What is expected ::
Please give back word for word the lines below, from the first one through the one with "pub fn prev_token(&self)".
= = = =
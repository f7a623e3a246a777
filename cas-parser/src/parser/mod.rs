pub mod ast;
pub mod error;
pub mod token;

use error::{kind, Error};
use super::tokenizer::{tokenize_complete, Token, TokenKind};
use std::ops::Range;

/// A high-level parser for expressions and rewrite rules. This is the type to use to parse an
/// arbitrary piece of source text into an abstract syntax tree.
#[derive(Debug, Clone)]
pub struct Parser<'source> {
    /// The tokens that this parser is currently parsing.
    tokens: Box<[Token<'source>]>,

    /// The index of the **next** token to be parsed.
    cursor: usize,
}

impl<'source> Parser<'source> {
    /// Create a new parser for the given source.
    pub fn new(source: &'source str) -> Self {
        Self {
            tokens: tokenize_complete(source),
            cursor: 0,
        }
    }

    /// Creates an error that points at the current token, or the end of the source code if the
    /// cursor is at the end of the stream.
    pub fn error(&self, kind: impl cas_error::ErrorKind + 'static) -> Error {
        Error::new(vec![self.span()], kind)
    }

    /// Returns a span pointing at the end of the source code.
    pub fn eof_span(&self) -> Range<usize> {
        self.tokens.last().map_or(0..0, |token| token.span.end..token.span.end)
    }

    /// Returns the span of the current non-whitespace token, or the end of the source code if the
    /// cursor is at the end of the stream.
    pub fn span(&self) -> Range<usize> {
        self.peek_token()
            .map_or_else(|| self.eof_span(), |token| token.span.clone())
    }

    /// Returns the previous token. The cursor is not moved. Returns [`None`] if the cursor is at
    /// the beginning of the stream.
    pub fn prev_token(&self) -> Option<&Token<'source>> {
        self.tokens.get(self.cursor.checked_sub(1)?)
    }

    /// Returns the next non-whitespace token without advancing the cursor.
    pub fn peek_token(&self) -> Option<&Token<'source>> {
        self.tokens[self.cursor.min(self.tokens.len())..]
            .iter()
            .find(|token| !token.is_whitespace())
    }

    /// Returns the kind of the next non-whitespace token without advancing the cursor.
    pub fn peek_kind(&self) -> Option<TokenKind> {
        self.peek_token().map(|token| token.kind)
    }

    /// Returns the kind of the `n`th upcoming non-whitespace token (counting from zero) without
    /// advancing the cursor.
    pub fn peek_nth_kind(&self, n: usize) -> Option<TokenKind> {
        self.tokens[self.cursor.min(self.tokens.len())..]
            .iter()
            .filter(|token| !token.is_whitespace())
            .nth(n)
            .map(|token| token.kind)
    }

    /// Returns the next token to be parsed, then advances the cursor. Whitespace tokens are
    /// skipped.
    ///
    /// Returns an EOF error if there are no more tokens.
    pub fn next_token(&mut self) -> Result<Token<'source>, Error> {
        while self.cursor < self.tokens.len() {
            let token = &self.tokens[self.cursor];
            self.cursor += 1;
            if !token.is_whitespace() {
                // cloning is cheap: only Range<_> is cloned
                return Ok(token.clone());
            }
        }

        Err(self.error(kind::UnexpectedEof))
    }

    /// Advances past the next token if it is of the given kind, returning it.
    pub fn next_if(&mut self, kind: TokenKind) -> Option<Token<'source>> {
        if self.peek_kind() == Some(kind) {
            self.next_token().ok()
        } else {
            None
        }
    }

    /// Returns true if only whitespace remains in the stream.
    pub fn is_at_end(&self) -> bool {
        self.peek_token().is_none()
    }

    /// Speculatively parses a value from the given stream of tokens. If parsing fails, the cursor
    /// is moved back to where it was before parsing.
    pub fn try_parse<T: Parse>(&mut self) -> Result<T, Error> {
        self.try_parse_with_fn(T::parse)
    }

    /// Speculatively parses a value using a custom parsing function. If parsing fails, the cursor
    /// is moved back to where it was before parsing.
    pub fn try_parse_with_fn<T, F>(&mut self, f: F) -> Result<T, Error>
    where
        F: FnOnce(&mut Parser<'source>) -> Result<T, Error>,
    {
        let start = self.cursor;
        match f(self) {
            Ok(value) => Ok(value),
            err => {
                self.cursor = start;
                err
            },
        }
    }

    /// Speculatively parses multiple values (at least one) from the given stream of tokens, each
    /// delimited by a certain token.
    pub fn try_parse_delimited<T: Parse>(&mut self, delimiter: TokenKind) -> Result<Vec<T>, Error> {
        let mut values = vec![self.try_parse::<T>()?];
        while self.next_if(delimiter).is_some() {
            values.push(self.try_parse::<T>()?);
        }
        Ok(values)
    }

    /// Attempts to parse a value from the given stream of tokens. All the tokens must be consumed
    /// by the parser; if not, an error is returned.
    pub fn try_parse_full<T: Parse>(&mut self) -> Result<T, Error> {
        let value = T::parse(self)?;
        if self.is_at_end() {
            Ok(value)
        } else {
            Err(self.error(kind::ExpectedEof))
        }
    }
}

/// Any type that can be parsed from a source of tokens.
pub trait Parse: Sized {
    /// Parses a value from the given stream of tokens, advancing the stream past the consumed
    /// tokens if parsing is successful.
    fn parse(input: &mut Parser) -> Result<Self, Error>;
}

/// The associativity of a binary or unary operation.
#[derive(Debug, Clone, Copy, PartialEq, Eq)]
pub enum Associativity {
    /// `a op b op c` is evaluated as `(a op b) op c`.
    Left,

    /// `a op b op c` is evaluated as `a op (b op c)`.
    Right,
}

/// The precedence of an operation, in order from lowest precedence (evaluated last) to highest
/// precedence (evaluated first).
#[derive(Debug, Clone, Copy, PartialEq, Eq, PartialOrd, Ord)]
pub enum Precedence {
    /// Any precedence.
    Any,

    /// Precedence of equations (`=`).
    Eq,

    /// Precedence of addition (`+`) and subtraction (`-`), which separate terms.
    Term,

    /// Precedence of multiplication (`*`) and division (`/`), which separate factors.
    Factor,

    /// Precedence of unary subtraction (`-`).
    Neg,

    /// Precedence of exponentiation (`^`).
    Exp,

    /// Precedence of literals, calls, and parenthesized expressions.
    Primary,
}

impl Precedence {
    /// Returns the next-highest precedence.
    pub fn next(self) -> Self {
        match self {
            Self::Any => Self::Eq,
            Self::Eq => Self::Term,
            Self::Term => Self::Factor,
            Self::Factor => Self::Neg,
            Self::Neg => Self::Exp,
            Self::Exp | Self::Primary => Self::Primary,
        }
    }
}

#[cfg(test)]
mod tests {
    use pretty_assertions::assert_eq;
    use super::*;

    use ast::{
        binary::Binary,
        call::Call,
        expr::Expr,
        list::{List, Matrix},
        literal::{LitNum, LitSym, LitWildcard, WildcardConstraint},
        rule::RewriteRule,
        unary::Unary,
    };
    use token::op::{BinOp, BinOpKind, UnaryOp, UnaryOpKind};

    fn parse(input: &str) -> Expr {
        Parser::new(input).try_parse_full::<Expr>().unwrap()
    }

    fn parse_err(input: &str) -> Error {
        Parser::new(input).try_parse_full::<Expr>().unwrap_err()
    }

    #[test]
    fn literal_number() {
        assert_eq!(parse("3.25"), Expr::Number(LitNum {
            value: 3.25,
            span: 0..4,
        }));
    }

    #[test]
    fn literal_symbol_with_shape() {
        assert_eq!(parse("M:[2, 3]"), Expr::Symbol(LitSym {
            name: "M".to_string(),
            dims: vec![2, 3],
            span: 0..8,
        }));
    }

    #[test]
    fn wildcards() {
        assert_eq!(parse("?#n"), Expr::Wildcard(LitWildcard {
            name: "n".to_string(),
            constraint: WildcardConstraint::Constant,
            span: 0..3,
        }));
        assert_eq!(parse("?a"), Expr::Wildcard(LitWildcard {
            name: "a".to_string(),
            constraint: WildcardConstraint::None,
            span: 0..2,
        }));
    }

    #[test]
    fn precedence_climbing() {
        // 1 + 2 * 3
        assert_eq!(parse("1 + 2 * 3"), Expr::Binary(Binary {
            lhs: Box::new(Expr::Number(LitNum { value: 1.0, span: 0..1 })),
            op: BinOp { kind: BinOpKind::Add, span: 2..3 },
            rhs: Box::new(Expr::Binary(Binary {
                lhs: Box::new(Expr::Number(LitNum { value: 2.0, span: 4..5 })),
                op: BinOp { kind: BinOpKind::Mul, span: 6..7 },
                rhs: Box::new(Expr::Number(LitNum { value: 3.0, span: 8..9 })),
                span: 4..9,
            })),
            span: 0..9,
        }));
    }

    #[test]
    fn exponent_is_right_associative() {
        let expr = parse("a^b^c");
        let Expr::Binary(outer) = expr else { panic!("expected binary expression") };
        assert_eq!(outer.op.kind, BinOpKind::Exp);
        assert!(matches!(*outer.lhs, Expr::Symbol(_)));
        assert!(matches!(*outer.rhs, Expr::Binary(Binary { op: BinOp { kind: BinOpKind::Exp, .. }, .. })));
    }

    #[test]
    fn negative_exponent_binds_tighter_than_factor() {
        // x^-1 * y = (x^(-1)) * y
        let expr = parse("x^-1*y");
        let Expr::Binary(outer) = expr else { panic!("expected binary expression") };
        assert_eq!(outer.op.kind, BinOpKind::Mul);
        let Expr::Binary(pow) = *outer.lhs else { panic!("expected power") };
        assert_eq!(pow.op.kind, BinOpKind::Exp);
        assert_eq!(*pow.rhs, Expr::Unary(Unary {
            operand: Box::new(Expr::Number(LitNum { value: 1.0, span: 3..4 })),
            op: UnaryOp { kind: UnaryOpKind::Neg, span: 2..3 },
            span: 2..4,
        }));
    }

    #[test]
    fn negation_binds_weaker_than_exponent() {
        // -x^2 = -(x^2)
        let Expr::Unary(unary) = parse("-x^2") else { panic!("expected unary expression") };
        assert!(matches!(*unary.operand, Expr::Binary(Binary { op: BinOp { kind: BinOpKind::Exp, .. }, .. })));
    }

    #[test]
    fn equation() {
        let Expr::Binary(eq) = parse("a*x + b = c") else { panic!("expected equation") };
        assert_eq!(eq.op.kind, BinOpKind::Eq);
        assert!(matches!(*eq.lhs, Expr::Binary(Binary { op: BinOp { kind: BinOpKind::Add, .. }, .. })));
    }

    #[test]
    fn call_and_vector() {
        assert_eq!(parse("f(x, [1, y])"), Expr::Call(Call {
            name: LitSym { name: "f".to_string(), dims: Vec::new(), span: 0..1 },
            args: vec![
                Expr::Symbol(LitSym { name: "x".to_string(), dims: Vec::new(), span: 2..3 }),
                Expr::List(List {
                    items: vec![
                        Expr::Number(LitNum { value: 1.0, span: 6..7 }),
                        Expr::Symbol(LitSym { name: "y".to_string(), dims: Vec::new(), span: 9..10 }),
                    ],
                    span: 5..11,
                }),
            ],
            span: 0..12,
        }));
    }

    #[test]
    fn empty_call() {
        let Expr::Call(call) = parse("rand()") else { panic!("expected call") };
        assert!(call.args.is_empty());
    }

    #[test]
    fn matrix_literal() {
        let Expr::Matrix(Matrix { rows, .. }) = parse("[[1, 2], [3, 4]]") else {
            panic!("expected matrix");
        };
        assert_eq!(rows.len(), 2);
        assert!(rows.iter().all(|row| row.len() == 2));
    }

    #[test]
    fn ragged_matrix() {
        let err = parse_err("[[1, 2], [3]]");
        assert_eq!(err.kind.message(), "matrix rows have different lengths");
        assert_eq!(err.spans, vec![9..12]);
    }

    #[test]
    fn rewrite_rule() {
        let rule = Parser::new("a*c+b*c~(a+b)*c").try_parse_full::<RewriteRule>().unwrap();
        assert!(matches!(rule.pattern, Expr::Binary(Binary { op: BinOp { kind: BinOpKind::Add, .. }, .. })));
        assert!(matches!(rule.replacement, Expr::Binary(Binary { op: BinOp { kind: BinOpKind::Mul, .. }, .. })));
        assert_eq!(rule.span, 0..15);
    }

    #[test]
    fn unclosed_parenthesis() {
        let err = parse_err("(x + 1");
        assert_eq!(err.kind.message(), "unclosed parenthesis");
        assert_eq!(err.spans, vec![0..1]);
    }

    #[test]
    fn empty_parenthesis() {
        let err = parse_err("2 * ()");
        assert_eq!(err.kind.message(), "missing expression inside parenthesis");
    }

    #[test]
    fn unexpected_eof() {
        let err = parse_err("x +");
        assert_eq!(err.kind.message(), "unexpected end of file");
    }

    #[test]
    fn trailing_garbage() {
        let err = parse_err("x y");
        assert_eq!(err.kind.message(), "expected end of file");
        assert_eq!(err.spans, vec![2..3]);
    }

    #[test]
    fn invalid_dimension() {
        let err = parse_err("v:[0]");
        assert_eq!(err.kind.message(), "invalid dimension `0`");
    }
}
= = = =
Output of the task ::
repository f7a623e3a246a777
filename cas-parser/src/parser/mod.rs
pub mod ast;
pub mod error;
pub mod token;

use error::{kind, Error};
use super::tokenizer::{tokenize_complete, Token, TokenKind};
use std::ops::Range;

/// A high-level parser for expressions and rewrite rules. This is the type to use to parse an
/// arbitrary piece of source text into an abstract syntax tree.
#[derive(Debug, Clone)]
pub struct Parser<'source> {
    /// The tokens that this parser is currently parsing.
    tokens: Box<[Token<'source>]>,

    /// The index of the **next** token to be parsed.
    cursor: usize,
}

impl<'source> Parser<'source> {
    /// Create a new parser for the given source.
    pub fn new(source: &'source str) -> Self {
        Self {
            tokens: tokenize_complete(source),
            cursor: 0,
        }
    }

    /// Creates an error that points at the current token, or the end of the source code if the
    /// cursor is at the end of the stream.
    pub fn error(&self, kind: impl cas_error::ErrorKind + 'static) -> Error {
        Error::new(vec![self.span()], kind)
    }

    /// Returns a span pointing at the end of the source code.
    pub fn eof_span(&self) -> Range<usize> {
        self.tokens.last().map_or(0..0, |token| token.span.end..token.span.end)
    }

    /// Returns the span of the current non-whitespace token, or the end of the source code if the
    /// cursor is at the end of the stream.
    pub fn span(&self) -> Range<usize> {
        self.peek_token()
            .map_or_else(|| self.eof_span(), |token| token.span.clone())
    }

    /// Returns the previous token. The cursor is not moved. Returns [`None`] if the cursor is at
    /// the beginning of the stream.
    pub fn prev_token(&self) -> Option<&Token<'source>> {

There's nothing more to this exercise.